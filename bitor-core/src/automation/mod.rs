pub mod checkpointer;
pub mod executor;

pub use checkpointer::{FlushPolicy, LogCheckpointer};
pub use executor::{
    AUTOMATION_LOG_FILE, AutomationConfig, AutomationExecutor, PlaybookRun,
    VAULT_PASSWORD_FILE,
};
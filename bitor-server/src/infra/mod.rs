pub mod app_state;
pub mod auth;
pub mod config;
pub mod errors;
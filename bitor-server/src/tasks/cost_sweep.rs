//! Periodic maintenance: price finished jobs that still carry no cost and
//! drop expired background-job progress entries.

use std::time::Duration;
use tokio::task::JoinHandle;
use tracing::{debug, info, warn};

use crate::infra::app_state::AppState;

/// Runs one pass; returns how many jobs were priced.
pub async fn run_once(state: &AppState) -> usize {
    let pruned = state.controller.registry().prune();
    if pruned > 0 {
        debug!(pruned, "pruned finished progress entries");
    }

    match state.accountant.sweep_unpriced().await {
        Ok(0) => 0,
        Ok(priced) => {
            info!(priced, "cost sweep priced finished scans");
            priced
        }
        Err(err) => {
            warn!("cost sweep failed: {err}");
            0
        }
    }
}

pub fn spawn_maintenance(state: AppState, every: Duration) -> JoinHandle<()> {
    tokio::spawn(async move {
        let mut interval = tokio::time::interval(every);
        interval.set_missed_tick_behavior(tokio::time::MissedTickBehavior::Delay);
        loop {
            interval.tick().await;
            run_once(&state).await;
        }
    })
}
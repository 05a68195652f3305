use std::fmt;
use tracing::debug;
use zeroize::Zeroizing;

use crate::domain::{ArtifactClass, JobId, ProviderUse};
use crate::error::{BitorError, Result};

use super::controller::ScanLifecycleController;

/// Everything needed to sign a download of one archive object.
pub struct ArchiveDownload {
    pub bucket: String,
    pub key: String,
    pub region: String,
    pub endpoint: String,
    pub use_path_style: bool,
    pub access_key: Zeroizing<String>,
    pub secret_key: Zeroizing<String>,
}

impl fmt::Debug for ArchiveDownload {
    fn fmt(&self, f: &mut fmt::Formatter<'_>) -> fmt::Result {
        f.debug_struct("ArchiveDownload")
            .field("bucket", &self.bucket)
            .field("key", &self.key)
            .field("region", &self.region)
            .field("endpoint", &self.endpoint)
            .field("use_path_style", &self.use_path_style)
            .finish_non_exhaustive()
    }
}

fn required(value: Option<&str>, what: &str) -> Result<String> {
    value
        .filter(|value| !value.trim().is_empty())
        .map(str::to_string)
        .ok_or_else(|| {
            BitorError::validation(format!(
                "S3 {what} not configured in provider settings"
            ))
        })
}

impl ScanLifecycleController {
    /// Resolves the newest archive of `job_id` to a bucket object and the
    /// storage credentials needed to sign a download.
    pub async fn resolve_archive_download(
        &self,
        job_id: JobId,
        class: ArtifactClass,
    ) -> Result<ArchiveDownload> {
        let archive = self
            .records
            .latest_archive(job_id)
            .await?
            .ok_or_else(|| BitorError::not_found("No archives found"))?;

        let key = class.path_in(&archive);
        if key.is_empty() {
            return Err(BitorError::not_found("File path is empty"));
        }

        let provider = self.records.get_provider(&archive.provider_id).await?;
        if !provider.has_use(ProviderUse::ScanStorage) {
            return Err(BitorError::validation(
                "Provider is not configured for scan storage",
            ));
        }
        let settings = &provider.settings;
        let region = required(settings.region.as_deref(), "region")?;
        let endpoint = required(settings.endpoint.as_deref(), "endpoint")?;
        let bucket = required(settings.bucket.as_deref(), "bucket")?;

        let keys = self.bridge.decrypt_credentials(&provider).await?;
        let access_key = keys.require_access(&provider)?;
        let secret_key = keys.require_secret(&provider)?;

        debug!(%job_id, ?class, %bucket, "resolved archive download");
        Ok(ArchiveDownload {
            bucket,
            key: key.to_string(),
            region,
            endpoint,
            use_path_style: settings.use_path_style,
            access_key,
            secret_key,
        })
    }
}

• • • • • • •

**Exercise instructions**
Every line of the material that holds the word "value" must be found and copied.

**Answer space**
fn required(value: Option<&str>, what: &str) -> Result<String> {
    value
        .filter(|value| !value.trim().is_empty())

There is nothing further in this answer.